Used And Free Memory

What's going on?

Linux is borrowing unused memory for disk caching. This makes it looks like you are low on memory, but you are not! Everything is fine!


Why is it doing this?

Disk caching makes the system much faster! There are no downsides, except for confusing newbies. It does not take memory away from applications in any way, ever!


What if I want to run more applications?

If your applications want more memory, they just take back a chunk that the disk cache borrowed. Disk cache can always be given back to applications immediately! You are not low on ram!


Do I need more swap?

No, disk caching only borrows the ram that applications don't currently want. It will not use swap. If applications want more memory, they just take it back from the disk cache. They will not start swapping.


How do I stop Linux from doing this?

You can't disable disk caching. The only reason anyone ever wants to disable disk caching is because they think it takes memory away from their applications, which it doesn't! Disk cache makes applications load faster and run smoother, but it NEVER EVER takes memory away from them! Therefore, there's absolutely no reason to disable it!


Why does top and free say all my ram is used if it isn't?

This is just a misunderstanding of terms. Both you and Linux agrees that memory taken by applications is "used", while memory that isn't used for anything is "free".

But what do you call memory that is both used for something and available for applications?

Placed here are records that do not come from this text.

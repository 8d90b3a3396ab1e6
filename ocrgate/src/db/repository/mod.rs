mod queue;
mod results;

pub use queue::QueueRepository;
pub use results::ResultRepository;
mod artifacts;

pub use artifacts::{ArtifactRecorder, ArtifactTarget, DEFAULT_FILENAME};
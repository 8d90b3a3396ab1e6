use axum::Json;
use utoipa::OpenApi;
use utoipa_redoc::{Redoc, Servable};

use super::dto;
use super::handlers;
use super::response;
use crate::models;

#[derive(OpenApi)]
#[openapi(
    info(
        title = "ocrgate API",
        version = "1.0.0",
        description = "OCR post-processing service: confidence filtering, bounding-box overlays and queued jobs.",
    ),
    paths(
        handlers::health::health_check,
        handlers::ocr::run_ocr,
        handlers::ocr::upload_image,
        handlers::jobs::create_job,
        handlers::jobs::get_job,
        handlers::results::list_results,
        handlers::results::get_result,
        handlers::results::get_result_image,
    ),
    components(schemas(
        response::ErrorCode,
        response::ApiError,
        response::ResponseMeta,
        response::CursorPagination,
        models::Language,
        models::Detection,
        models::Color,
        models::JobRequest,
        models::JobResult,
        models::JobResponse,
        models::ResultRow,
        models::ArtifactReport,
        dto::jobs::EnqueueJobResponse,
        dto::jobs::JobStatus,
        dto::jobs::JobStatusResponse,
        dto::results::ResultRecordResponse,
        dto::results::ListResultsResponse,
        handlers::health::HealthData,
        handlers::health::EngineStatus,
        handlers::health::DatabaseStatus,
        handlers::health::QueueStatus,
    )),
    tags(
        (name = "health", description = "Health check"),
        (name = "ocr", description = "Synchronous OCR jobs"),
        (name = "jobs", description = "Queued OCR jobs"),
        (name = "results", description = "Persisted OCR results"),
    ),
    security(
        ("bearer_auth" = [])
    ),
    modifiers(&SecurityAddon),
)]
pub struct ApiDoc;

struct SecurityAddon;

impl utoipa::Modify for SecurityAddon {
    fn modify(&self, openapi: &mut utoipa::openapi::OpenApi) {
        let components = openapi.components.get_or_insert_with(Default::default);
        components.add_security_scheme(
            "bearer_auth",
            utoipa::openapi::security::SecurityScheme::Http(utoipa::openapi::security::Http::new(
                utoipa::openapi::security::HttpAuthScheme::Bearer,
            )),
        );
    }
}

pub async fn openapi_json() -> Json<utoipa::openapi::OpenApi> {
    Json(ApiDoc::openapi())
}

pub fn redoc_router<S: Clone + Send + Sync + 'static>() -> axum::Router<S> {
    Redoc::with_url("/docs", ApiDoc::openapi()).into()
}
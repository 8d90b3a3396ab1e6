//! ocrgate: OCR post-processing behind an HTTP API and a durable job queue.
//!
//! An image arrives as base64 (HTTP or queue) or as raw bytes (upload, demo),
//! an external OCR engine produces detections, and the pipeline filters them
//! by confidence, draws their boxes onto the image and serializes the result.

pub mod api;
pub mod config;
pub mod db;
pub mod demo;
pub mod error;
pub mod models;
pub mod ocr;
pub mod pipeline;
pub mod queue;
pub mod services;
//! # V1 response envelope
//!
//! Every v1 endpoint answers with an [`ApiResponse<T>`]:
//!
//! ```json
//! {
//!   "data": { ... },
//!   "meta": { "nextCursor": "...", "total": 42 },
//!   "error": { "code": "inference_failed", "message": "..." }
//! }
//! ```
//!
//! `data` and `error` are mutually exclusive. `meta` only appears on list
//! endpoints. Cursors are opaque; an invalid one returns `400 invalid_request`.

use axum::{
    http::StatusCode,
    response::{IntoResponse, Response},
    Json,
};
use serde::{Deserialize, Serialize};

use crate::error::OcrGateError;

/// Machine-readable error code, serialized in snake_case.
#[derive(Debug, Clone, PartialEq, Eq, Serialize, Deserialize, utoipa::ToSchema)]
#[serde(rename_all = "snake_case")]
pub enum ErrorCode {
    /// Validation failure or an image that cannot be decoded. HTTP 400.
    InvalidRequest,
    /// Missing or unknown bearer token. HTTP 401.
    Unauthorized,
    /// HTTP 404.
    NotFound,
    /// Details are never sent to the client. HTTP 500.
    InternalError,
    /// The OCR engine returned an error or timed out. HTTP 502.
    InferenceFailed,
    /// No OCR engine is configured. HTTP 503.
    EngineUnavailable,
}

impl ErrorCode {
    pub fn status(&self) -> StatusCode {
        match self {
            Self::InvalidRequest => StatusCode::BAD_REQUEST,
            Self::Unauthorized => StatusCode::UNAUTHORIZED,
            Self::NotFound => StatusCode::NOT_FOUND,
            Self::InternalError => StatusCode::INTERNAL_SERVER_ERROR,
            Self::InferenceFailed => StatusCode::BAD_GATEWAY,
            Self::EngineUnavailable => StatusCode::SERVICE_UNAVAILABLE,
        }
    }
}

impl std::fmt::Display for ErrorCode {
    fn fmt(&self, f: &mut std::fmt::Formatter<'_>) -> std::fmt::Result {
        match self {
            Self::InvalidRequest => write!(f, "invalid_request"),
            Self::Unauthorized => write!(f, "unauthorized"),
            Self::NotFound => write!(f, "not_found"),
            Self::InternalError => write!(f, "internal_error"),
            Self::InferenceFailed => write!(f, "inference_failed"),
            Self::EngineUnavailable => write!(f, "engine_unavailable"),
        }
    }
}

#[derive(Debug, Clone, Serialize, Deserialize, utoipa::ToSchema)]
pub struct ApiError {
    pub code: ErrorCode,
    /// Safe to show to end users.
    pub message: String,
}

/// Pagination metadata for list responses (`nextCursor`, `total`).
#[derive(Debug, Clone, Serialize, Deserialize, utoipa::ToSchema)]
#[serde(rename_all = "camelCase")]
pub struct ResponseMeta {
    /// Absent on the last page.
    #[serde(skip_serializing_if = "Option::is_none")]
    pub next_cursor: Option<String>,
    #[serde(skip_serializing_if = "Option::is_none")]
    pub total: Option<u64>,
}

/// Query parameters accepted by list endpoints.
#[derive(Debug, Clone, Serialize, Deserialize, utoipa::ToSchema, utoipa::IntoParams)]
#[into_params(parameter_in = Query)]
pub struct CursorPagination {
    /// Clamped to `1..=100`, defaults to 20.
    #[serde(default = "default_limit")]
    pub limit: u32,
    /// Cursor from a previous `meta.nextCursor`.
    #[serde(default, skip_serializing_if = "Option::is_none")]
    pub cursor: Option<String>,
}

fn default_limit() -> u32 {
    20
}

impl Default for CursorPagination {
    fn default() -> Self {
        Self {
            limit: default_limit(),
            cursor: None,
        }
    }
}

impl CursorPagination {
    pub fn validate(mut self) -> Self {
        self.limit = self.limit.clamp(1, 100);
        self
    }
}

#[derive(Debug, Clone, Serialize, Deserialize)]
pub struct ApiResponse<T: Serialize> {
    #[serde(skip_serializing_if = "Option::is_none")]
    pub data: Option<T>,
    #[serde(skip_serializing_if = "Option::is_none")]
    pub meta: Option<ResponseMeta>,
    #[serde(skip_serializing_if = "Option::is_none")]
    pub error: Option<ApiError>,

    /// Not serialized on the wire.
    #[serde(skip)]
    status: StatusCode,
}

impl<T: Serialize> ApiResponse<T> {
    /// HTTP 200.
    pub fn success(data: T) -> Self {
        Self {
            data: Some(data),
            meta: None,
            error: None,
            status: StatusCode::OK,
        }
    }

    /// HTTP 200 with pagination metadata.
    pub fn success_with_meta(data: T, meta: ResponseMeta) -> Self {
        Self {
            data: Some(data),
            meta: Some(meta),
            error: None,
            status: StatusCode::OK,
        }
    }

    /// HTTP 202, used when a job has been queued but not processed yet.
    pub fn accepted(data: T) -> Self {
        Self {
            data: Some(data),
            meta: None,
            error: None,
            status: StatusCode::ACCEPTED,
        }
    }

    /// HTTP status follows the [`ErrorCode`].
    pub fn error(code: ErrorCode, message: impl Into<String>) -> Self {
        let status = code.status();
        Self {
            data: None,
            meta: None,
            error: Some(ApiError {
                code,
                message: message.into(),
            }),
            status,
        }
    }

    pub fn status(&self) -> StatusCode {
        self.status
    }
}

impl<T: Serialize> IntoResponse for ApiResponse<T> {
    fn into_response(self) -> Response {
        let status = self.status;
        match serde_json::to_value(&self) {
            Ok(body) => (status, Json(body)).into_response(),
            Err(e) => {
                tracing::error!(error = %e, "Failed to serialize v1 response");
                let body = serde_json::json!({
                    "error": {
                        "code": ErrorCode::InternalError,
                        "message": "An internal error occurred"
                    }
                });
                (StatusCode::INTERNAL_SERVER_ERROR, Json(body)).into_response()
            }
        }
    }
}

impl<T: Serialize> From<OcrGateError> for ApiResponse<T> {
    /// Internal details are logged, never returned.
    fn from(err: OcrGateError) -> Self {
        match err {
            OcrGateError::Validation(msg) | OcrGateError::Decode(msg) => {
                ApiResponse::error(ErrorCode::InvalidRequest, msg)
            }

            OcrGateError::Json(e) => {
                ApiResponse::error(ErrorCode::InvalidRequest, format!("Invalid JSON: {e}"))
            }

            OcrGateError::NotFound(msg) => ApiResponse::error(ErrorCode::NotFound, msg),

            OcrGateError::Inference(msg) => ApiResponse::error(ErrorCode::InferenceFailed, msg),

            OcrGateError::Http(e) => {
                tracing::warn!(error = %e, "OCR engine request failed");
                ApiResponse::error(ErrorCode::InferenceFailed, "OCR engine request failed")
            }

            OcrGateError::InferenceUnavailable(msg) => {
                ApiResponse::error(ErrorCode::EngineUnavailable, msg)
            }

            internal @ (OcrGateError::Delivery(_)
            | OcrGateError::Database(_)
            | OcrGateError::Io(_)
            | OcrGateError::Internal(_)) => {
                tracing::error!(error = %internal, "Internal error mapped to v1 response");
                ApiResponse::error(ErrorCode::InternalError, "An internal error occurred")
            }
        }
    }
}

You would call that "free", but Linux calls it "used".

Memory that isYou'd call itLinux calls it
taken by applications Used Used
available for applications, and used for something Free Used
not used for anything Free Free

This "something" is what top and free calls "buffers" and "cached". Since your and Linux's terminology differs, you think you are low on ram when you're not.

How do I see how much free ram I really have?

Too see how much ram is free to use for your applications, run free -m and look at the row that says "-/+ buffers/cache" in the column that says "free". That is your answer in megabytes:
$ free -m
total used free shared buffers cached
Mem: 1504 1491 13 0 91 764
-/+ buffers/cache: 635 869
Swap: 2047 6 2041
$

If you don't know how to read the numbers, you'll think the ram is 99% full when it's really just 42%.